Há 25 anos venho dizendo que o esquema interpretativo esquerda x direita perverte a política porque a transforma de uma questão de modo (o que ela é realmente, modo de regulação de conflitos) em uma questão de lado (a política como continuação da guerra por outros meios).

Em 1997 publiquei um livro sobre isso: O novo partido: a crise da forma-partido tradicional e o surgimento de novos sujeitos políticos na sociedade brasileira.

Mas até hoje as pessoas (que se dizem de esquerda) insistem em dizer que quem não aceita o esquema esquerda x direita é porque é de direita. Fazer o quê? Essa “herança maldita” da revolução francesa, exacerbada pela política bolchevique, é uma gosma pegajosa da qual não conseguimos nos desvencilhar.

O problema é o modo de ver. A esquerda inventou a esquerda e, pelo mesmo movimento, a direita. Os que se guiam pela divisão esquerda x direita olham conteúdos (ideias e crenças) e não comportamentos políticos. Veem os atores e suas opções e predileções intelectuais, mas não veem a rede. E até hoje não descobriram que é como – e com quem – uma pessoa vive e convive que condiciona o que ela pensa (ou seja, que ideias não mudam comportamentos: só comportamentos mudam comportamentos).

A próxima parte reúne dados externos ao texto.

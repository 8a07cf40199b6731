// PDF exports built directly with lopdf.
//
// Layout works in points with a top-down cursor; `to_pdf_y` flips it into
// PDF's bottom-up coordinate space when operations are emitted.

use image::codecs::jpeg::JpegEncoder;
use image::{ColorType, ImageFormat};
use lopdf::content::{Content, Operation};
use lopdf::{dictionary, Dictionary, Document, Object, Stream};
use std::path::Path;
use tracing::info;

use super::Rasterize;
use crate::errors::DashError;
use crate::types::ReportPayload;

// A4 portrait
pub const PAGE_WIDTH: f32 = 595.28;
pub const PAGE_HEIGHT: f32 = 841.89;
const MARGIN: f32 = 40.0;

const REPORT_MARGIN: f32 = 56.0;
const CONTENT_WIDTH: f32 = PAGE_WIDTH - 2.0 * REPORT_MARGIN;
/// A section never starts below this cursor position.
const SECTION_BREAK_Y: f32 = 708.0;
/// Lines never run into the footer area.
const PAGE_BOTTOM_Y: f32 = PAGE_HEIGHT - 60.0;
const FOOTER_Y: f32 = PAGE_HEIGHT - 28.0;

const REGULAR: &str = "F1";
const BOLD: &str = "F2";
const IMAGE_NAME: &str = "Im1";

fn to_pdf_y(top_down: f32) -> f32 {
    PAGE_HEIGHT - top_down
}

/// Helvetica has no embedded metrics here; half an em per glyph is close
/// enough for centering and wrapping prose.
fn text_width(text: &str, size: f32) -> f32 {
    text.chars().count() as f32 * size * 0.5
}

/// The standard Type1 fonts only cover Latin-1; map the usual typographic
/// characters the report generator emits and replace the rest.
fn pdf_safe(text: &str) -> String {
    text.chars()
        .map(|c| match c {
            '\u{2018}' | '\u{2019}' => '\'',
            '\u{201C}' | '\u{201D}' => '"',
            '\u{2013}' | '\u{2014}' => '-',
            '\u{2022}' => '*',
            c if c.is_ascii() => c,
            _ => '?',
        })
        .collect()
}

pub fn wrap_text(text: &str, size: f32, max_width: f32) -> Vec<String> {
    let max_chars = ((max_width / (size * 0.5)).floor() as usize).max(1);
    let mut lines = Vec::new();

    for paragraph in text.split('\n') {
        let mut line = String::new();
        for word in paragraph.split_whitespace() {
            let needed = if line.is_empty() {
                word.chars().count()
            } else {
                line.chars().count() + 1 + word.chars().count()
            };
            if needed > max_chars && !line.is_empty() {
                lines.push(std::mem::take(&mut line));
            }
            if !line.is_empty() {
                line.push(' ');
            }
            line.push_str(word);
        }
        lines.push(line);
    }
    lines
}

fn text_op(font: &str, size: f32, x: f32, top_down_y: f32, text: &str) -> Vec<Operation> {
    vec![
        Operation::new("BT", vec![]),
        Operation::new("Tf", vec![font.into(), size.into()]),
        Operation::new("Td", vec![x.into(), to_pdf_y(top_down_y).into()]),
        Operation::new("Tj", vec![Object::string_literal(pdf_safe(text))]),
        Operation::new("ET", vec![]),
    ]
}

fn centered_x(text: &str, size: f32) -> f32 {
    ((PAGE_WIDTH - text_width(text, size)) / 2.0).max(0.0)
}

/// Image XObject to register in the page resources.
struct EmbeddedImage {
    width: u32,
    height: u32,
    jpeg: Vec<u8>,
}

fn write_document(pages: Vec<Vec<Operation>>, image: Option<EmbeddedImage>, path: &Path) -> Result<usize, DashError> {
    let mut doc = Document::with_version("1.5");
    let pages_id = doc.new_object_id();

    let regular_id = doc.add_object(dictionary! {
        "Type" => "Font",
        "Subtype" => "Type1",
        "BaseFont" => "Helvetica",
    });
    let bold_id = doc.add_object(dictionary! {
        "Type" => "Font",
        "Subtype" => "Type1",
        "BaseFont" => "Helvetica-Bold",
    });

    let mut xobjects = Dictionary::new();
    if let Some(image) = image {
        let stream = Stream::new(
            dictionary! {
                "Type" => "XObject",
                "Subtype" => "Image",
                "Width" => image.width as i64,
                "Height" => image.height as i64,
                "ColorSpace" => "DeviceRGB",
                "BitsPerComponent" => 8,
                "Filter" => "DCTDecode",
            },
            image.jpeg,
        )
        .with_compression(false);
        let image_id = doc.add_object(stream);
        xobjects.set(IMAGE_NAME, image_id);
    }

    let resources_id = doc.add_object(dictionary! {
        "Font" => dictionary! {
            REGULAR => regular_id,
            BOLD => bold_id,
        },
        "XObject" => xobjects,
    });

    let page_count = pages.len();
    let mut kids: Vec<Object> = Vec::with_capacity(page_count);
    for operations in pages {
        let content = Content { operations };
        let content_id = doc.add_object(Stream::new(dictionary! {}, content.encode()?));
        let page_id = doc.add_object(dictionary! {
            "Type" => "Page",
            "Parent" => pages_id,
            "Contents" => content_id,
        });
        kids.push(page_id.into());
    }

    doc.objects.insert(
        pages_id,
        Object::Dictionary(dictionary! {
            "Type" => "Pages",
            "Kids" => kids,
            "Count" => page_count as i64,
            "Resources" => resources_id,
            "MediaBox" => vec![0.into(), 0.into(), PAGE_WIDTH.into(), PAGE_HEIGHT.into()],
        }),
    );

    let catalog_id = doc.add_object(dictionary! {
        "Type" => "Catalog",
        "Pages" => pages_id,
    });
    doc.trailer.set("Root", catalog_id);
    doc.save(path)?;

    Ok(page_count)
}

/// Rasterize -> JPEG -> decode/measure -> compose -> save, strictly in
/// that order. Returns the number of pages written.
pub fn export_snapshot_pdf(
    region: &dyn Rasterize,
    width: u32,
    height: u32,
    title: Option<&str>,
    path: &Path,
) -> Result<usize, DashError> {
    let raster = region.rasterize(width, height)?;

    let mut jpeg = Vec::new();
    JpegEncoder::new_with_quality(&mut jpeg, 92).encode(raster.as_raw(), raster.width(), raster.height(), ColorType::Rgb8)?;

    let decoded = image::load_from_memory_with_format(&jpeg, ImageFormat::Jpeg)?;
    let (source_width, source_height) = (decoded.width(), decoded.height());
    if source_width == 0 || source_height == 0 {
        return Err(DashError::Export("snapshot decoded to an empty image".to_string()));
    }

    let image_width = PAGE_WIDTH - 2.0 * MARGIN;
    let image_height = image_width * source_height as f32 / source_width as f32;

    let mut first_page = Vec::new();
    let mut position = MARGIN;
    if let Some(title) = title {
        first_page.extend(text_op(BOLD, 16.0, centered_x(title, 16.0), MARGIN + 12.0, title));
        position = MARGIN + 30.0;
    }

    let draw_image = |top: f32| {
        vec![
            Operation::new("q", vec![]),
            Operation::new(
                "cm",
                vec![
                    image_width.into(),
                    0.into(),
                    0.into(),
                    image_height.into(),
                    MARGIN.into(),
                    to_pdf_y(top + image_height).into(),
                ],
            ),
            Operation::new("Do", vec![IMAGE_NAME.into()]),
            Operation::new("Q", vec![]),
        ]
    };

    first_page.extend(draw_image(position));
    let mut pages = vec![first_page];

    // Taller than the first page: keep drawing the same image shifted up by
    // one page per continuation so each page shows the next slice.
    let mut height_left = image_height - (PAGE_HEIGHT - position);
    let mut offset = position;
    while height_left > 0.0 {
        offset -= PAGE_HEIGHT;
        pages.push(draw_image(offset));
        height_left -= PAGE_HEIGHT;
    }

    let page_count = write_document(
        pages,
        Some(EmbeddedImage {
            width: source_width,
            height: source_height,
            jpeg,
        }),
        path,
    )?;
    info!("Saved {}-page snapshot PDF to {}", page_count, path.display());
    Ok(page_count)
}

/// Top-down text layout across pages.
struct TextLayout {
    pages: Vec<Vec<Operation>>,
    cursor: f32,
}

impl TextLayout {
    fn new() -> Self {
        Self {
            pages: vec![Vec::new()],
            cursor: REPORT_MARGIN,
        }
    }

    fn new_page(&mut self) {
        self.pages.push(Vec::new());
        self.cursor = REPORT_MARGIN;
    }

    fn current(&mut self) -> &mut Vec<Operation> {
        // `pages` always holds at least the first page.
        let last = self.pages.len() - 1;
        &mut self.pages[last]
    }

    fn line(&mut self, font: &str, size: f32, x: f32, text: &str) {
        let line_height = size * 1.4;
        if self.cursor + line_height > PAGE_BOTTOM_Y {
            self.new_page();
        }
        self.cursor += line_height;
        let y = self.cursor;
        self.current().extend(text_op(font, size, x, y, text));
    }

    fn centered(&mut self, font: &str, size: f32, text: &str) {
        self.line(font, size, centered_x(text, size), text);
    }

    fn paragraph(&mut self, size: f32, indent: f32, text: &str) {
        for line in wrap_text(text, size, CONTENT_WIDTH - indent) {
            self.line(REGULAR, size, REPORT_MARGIN + indent, &line);
        }
    }

    fn enumerated(&mut self, size: f32, items: &[String]) {
        for (idx, item) in items.iter().enumerate() {
            let label = format!("{}. ", idx + 1);
            let indent = text_width(&label, size);
            let lines = wrap_text(item, size, CONTENT_WIDTH - indent);
            for (line_idx, line) in lines.iter().enumerate() {
                if line_idx == 0 {
                    self.line(REGULAR, size, REPORT_MARGIN, &format!("{}{}", label, line));
                } else {
                    self.line(REGULAR, size, REPORT_MARGIN + indent, line);
                }
            }
            self.gap(3.0);
        }
    }

    fn section(&mut self, heading: &str) {
        if self.cursor > SECTION_BREAK_Y {
            self.new_page();
        }
        self.gap(10.0);
        self.line(BOLD, 14.0, REPORT_MARGIN, heading);
        self.gap(4.0);
    }

    fn gap(&mut self, points: f32) {
        self.cursor += points;
    }

    fn stamp_footers(&mut self) {
        let total = self.pages.len();
        for (idx, page) in self.pages.iter_mut().enumerate() {
            let footer = format!("Page {} of {}", idx + 1, total);
            page.extend(text_op(REGULAR, 9.0, centered_x(&footer, 9.0), FOOTER_Y, &footer));
        }
    }
}

/// Text-only report: title, generation date, then the four report sections,
/// with a `Page X of Y` footer on every page. Returns the page count.
pub fn export_report_pdf(
    report: &ReportPayload,
    title: &str,
    generated_on: &str,
    path: &Path,
) -> Result<usize, DashError> {
    let mut layout = TextLayout::new();

    layout.centered(BOLD, 20.0, title);
    layout.gap(4.0);
    layout.centered(REGULAR, 10.0, &format!("Generated on {}", generated_on));
    layout.gap(10.0);

    layout.section("Executive Summary");
    layout.paragraph(11.0, 0.0, &report.summary);

    layout.section("Key Insights");
    layout.enumerated(11.0, &report.insights);

    layout.section("Recommendations");
    layout.enumerated(11.0, &report.recommendations);

    layout.section("Future Outlook");
    layout.paragraph(11.0, 0.0, &report.future_outlook);

    layout.stamp_footers();
    let page_count = write_document(layout.pages, None, path)?;
    info!("Saved {}-page report PDF to {}", page_count, path.display());
    Ok(page_count)
}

Não sou de esquerda, nem de direita, porque não valorizo esse tipo de clivagem e não reconheço sua consistência epistemológica. Mas até hoje muitos (sobretudo idiotas que pertenceram a conventículos ideológicos) acham que sou de direita porque não sou esquerda (ou, vice-versa, que sou de esquerda porque não sou de direita).

Quando há polarização entre forças políticas populistas, ditas de esquerda ou de direita (ou extrema-direita), a tolice vira critério: no Brasil atual, por exemplo, se você não apoia o PT (ou não engole a sua metafísica) é porque é de direita e se não apoia Bolsonaro é porque é de esquerda. Lamentável!

Nota 

Isso nada tem a ver com votar em Lula para impedir a reeleição de Bolsonaro, o que é o correto a ser feito do ponto de vista da democracia liberal. Não porque Lula seja um democrata liberal. Não, ele não é! E ele mesmo não acha que seja. Lula é um democrata eleitoral neopopulista. O que é melhor do que ser um autocrata-eleitoral populista-autoritário (como Bolsonaro).

Não sou de esquerda, nem de direita – mas voto em Lula em 2022 (sem, entretanto, engolir a baba do PT).